Still, some changes did flip some votes from “no” to “yes.” The leadership amendment, which is expected to be added to the bill in the Rules Committee on Wednesday, will include provisions that would institute optional Medicaid work requirements and block grants for states.
The provision is a concession to members of the Republican Study Committee, who met with Trump last week and committed to vote for the bill if its asks were met.
Even if the bill passes the House this week, it’ll need changes before it could pass the Senate, where enough Republicans have already come out in opposition to sink the bill in its current form. Some senators from states that expanded Medicaid under the Affordable Care Act have criticized the bill’s efforts to roll that back in 2020, as millions fewer low-income people would have coverage and state budgets take a hit without the enhanced federal funding.
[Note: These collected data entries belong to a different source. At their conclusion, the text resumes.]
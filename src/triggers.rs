//! Rules that turn tracker snapshots into vibes.

use crate::config::{Config, HackedMode};
use ow_data::HeroId;
use ow_haptics::{IntensityManager, Lifetime, Pattern};
use ow_state::{Snapshot, StateTracker};
use tracing::info;

pub const HACKED: &str = "hacked";
pub const ELIMINATION: &str = "elimination";
pub const ASSIST: &str = "assist";
pub const SAVE: &str = "save";
pub const BEING_BEAMED: &str = "being beamed";
pub const BEING_ORBED: &str = "being orbed";
pub const JUNO_GLIDE_BOOST: &str = "juno glide boost";
pub const JUNO_PULSAR_TORPEDOES: &str = "juno pulsar torpedoes";
pub const JUNO_PULSAR_TORPEDOES_FIRING: &str = "juno pulsar torpedoes firing";
pub const LUCIO_HEALING_SONG: &str = "lucio healing song";
pub const LUCIO_SPEED_SONG: &str = "lucio speed song";
pub const MERCY_RESURRECT: &str = "mercy resurrect";
pub const MERCY_HEAL_BEAM: &str = "mercy heal beam";
pub const MERCY_DAMAGE_BEAM: &str = "mercy damage beam";
pub const ZENYATTA_HARMONY_ORB: &str = "zenyatta harmony orb";
pub const ZENYATTA_DISCORD_ORB: &str = "zenyatta discord orb";

/// Seconds a glide boost pattern plays
pub const GLIDE_BOOST_DURATION: f64 = 4.0;
/// No new glide boost vibe within this many seconds of the last one
pub const GLIDE_BOOST_COOLDOWN: f64 = 1.0;
/// No new resurrect vibe within this many seconds of the last one
pub const RESURRECT_COOLDOWN: f64 = 3.0;

/// Apply every rule for one perception refresh
pub fn apply(config: &Config, snap: &Snapshot, manager: &mut IntensityManager, now: f64) {
    apply_hacked(config, snap, manager, now);
    if manager.has_trigger(HACKED) {
        return;
    }

    apply_events(config, snap, manager, now);

    if config.vibe_for_being_beamed {
        toggle_scalar(
            manager,
            BEING_BEAMED,
            config.being_beamed_vibe_intensity,
            snap.being_beamed,
            now,
        );
    }
    if config.vibe_for_being_orbed {
        toggle_scalar(
            manager,
            BEING_ORBED,
            config.being_orbed_vibe_intensity,
            snap.being_orbed,
            now,
        );
    }

    apply_hero(config, snap, manager, now);
}

fn apply_hacked(config: &Config, snap: &Snapshot, manager: &mut IntensityManager, now: f64) {
    let pattern = match config.hacked_event {
        HackedMode::Ignore => return,
        HackedMode::Silence => Pattern::constant(0.0),
        HackedMode::Pattern => config.hacked_pattern.clone(),
    };

    let active = manager.has_trigger(HACKED);
    if snap.hacked && !active {
        info!("Hacked");
        if config.hacked_clears_active_vibes {
            manager.clear_all();
        }
        manager.add(HACKED, pattern, Lifetime::Permanent, now);
    } else if !snap.hacked && active {
        info!("No longer hacked");
        manager.remove_oldest(HACKED);
    }
}

fn apply_events(config: &Config, snap: &Snapshot, manager: &mut IntensityManager, now: f64) {
    let events = &snap.new_events;
    if config.vibe_for_elim && events.eliminations > 0 {
        manager.add_timed(
            ELIMINATION,
            events.eliminations as f64 * config.elim_vibe_intensity,
            config.elim_vibe_duration,
            now,
        );
    }
    if config.vibe_for_assist && events.assists > 0 {
        manager.add_timed(
            ASSIST,
            events.assists as f64 * config.assist_vibe_intensity,
            config.assist_vibe_duration,
            now,
        );
    }
    // A resurrect shows a save icon too; the resurrect vibe covers it
    if config.vibe_for_save && events.saves > 0 && !snap.abilities.resurrecting {
        manager.add_timed(
            SAVE,
            events.saves as f64 * config.save_vibe_intensity,
            config.save_vibe_duration,
            now,
        );
    }
}

fn apply_hero(config: &Config, snap: &Snapshot, manager: &mut IntensityManager, now: f64) {
    let a = &snap.abilities;
    match snap.hero {
        HeroId::Juno => {
            if config.juno_vibe_for_glide_boost
                && a.glide_boost
                && !manager.created_within(JUNO_GLIDE_BOOST, GLIDE_BOOST_COOLDOWN, now)
            {
                manager.add(
                    JUNO_GLIDE_BOOST,
                    config.juno_glide_boost_pattern.clone(),
                    Lifetime::Timed(GLIDE_BOOST_DURATION),
                    now,
                );
            }
            if config.juno_vibe_for_pulsar_torpedoes {
                manager.toggle_to_condition(
                    JUNO_PULSAR_TORPEDOES,
                    &config.juno_pulsar_torpedoes_pattern,
                    a.pulsar_torpedoes && !a.pulsar_torpedoes_firing,
                    now,
                );
                toggle_scalar(
                    manager,
                    JUNO_PULSAR_TORPEDOES_FIRING,
                    config.juno_pulsar_torpedoes_firing_intensity,
                    a.pulsar_torpedoes_firing,
                    now,
                );
            }
        }
        HeroId::Lucio => {
            if config.lucio_vibe_for_healing_song {
                manager.toggle_to_condition(
                    LUCIO_HEALING_SONG,
                    &config.lucio_healing_song_pattern,
                    a.healing_song,
                    now,
                );
            }
            if config.lucio_vibe_for_speed_song {
                manager.toggle_to_condition(
                    LUCIO_SPEED_SONG,
                    &config.lucio_speed_song_pattern,
                    a.speed_song,
                    now,
                );
            }
        }
        HeroId::Mercy => {
            if config.mercy_vibe_for_resurrect
                && a.resurrecting
                && !manager.created_within(MERCY_RESURRECT, RESURRECT_COOLDOWN, now)
            {
                manager.add_timed(
                    MERCY_RESURRECT,
                    config.mercy_resurrect_vibe_intensity,
                    config.mercy_resurrect_vibe_duration,
                    now,
                );
            }
            if config.mercy_vibe_for_heal_beam {
                toggle_scalar(
                    manager,
                    MERCY_HEAL_BEAM,
                    config.mercy_heal_beam_vibe_intensity,
                    a.heal_beam,
                    now,
                );
            }
            if config.mercy_vibe_for_damage_beam {
                toggle_scalar(
                    manager,
                    MERCY_DAMAGE_BEAM,
                    config.mercy_damage_beam_vibe_intensity,
                    a.damage_beam,
                    now,
                );
            }
        }
        HeroId::Zenyatta => {
            if config.zen_vibe_for_harmony_orb {
                toggle_scalar(
                    manager,
                    ZENYATTA_HARMONY_ORB,
                    config.zen_harmony_orb_vibe_intensity,
                    a.harmony_orb,
                    now,
                );
            }
            if config.zen_vibe_for_discord_orb {
                toggle_scalar(
                    manager,
                    ZENYATTA_DISCORD_ORB,
                    config.zen_discord_orb_vibe_intensity,
                    a.discord_orb,
                    now,
                );
            }
        }
        HeroId::Other | HeroId::Baptiste | HeroId::Brigitte | HeroId::Kiriko => {}
    }
}

fn toggle_scalar(
    manager: &mut IntensityManager,
    trigger: &str,
    intensity: f64,
    condition: bool,
    now: f64,
) {
    manager.toggle_to_condition(trigger, &Pattern::constant(intensity), condition, now);
}

/// Switch to the auto-detected hero when it differs from the played one,
/// dropping every vibe the outgoing hero owned. Returns the new hero.
pub fn follow_detected_hero(
    tracker: &mut StateTracker,
    manager: &mut IntensityManager,
) -> Option<HeroId> {
    let detected = tracker.detected_hero();
    let current = tracker.hero().id();
    if !tracker.hero_auto_detect() || detected == current {
        return None;
    }
    info!("Hero switch detected: {}", detected);
    manager.clear_prefix(&current.trigger_prefix());
    tracker.switch_hero(detected);
    Some(detected)
}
Other conservatives, such as Sens. Rand Paul and Mike Lee, want to start over, repeal much of the ACA, and then begin the task of reforming the health care system. Earlier this year, the nonpartisan Congressional Budget Office found that at least 18 million people would lose coverage in the first year if Republicans repealed the ACA without a replacement. The CBO found that 24 million more people would be uninsured in the House bill than under Obamacare over a decade, but it would reduce the federal deficit by $337 billion.
Senate aides are prepping for a fight over the Byrd Rule. The parliamentarian’s interpretation of the rule could have major consequences. One senior Senate aide said that about a dozen provisions are being debated as to what should or should not comply. Another Senate aide said, “Democrats are very, very far from any decisions on this process.”
Reports suggest that two particular provisions are suspect: allowing insurers to charge the oldest enrollees five times as much as the youngest, and the surcharge for people who don’t maintain continuous coverage.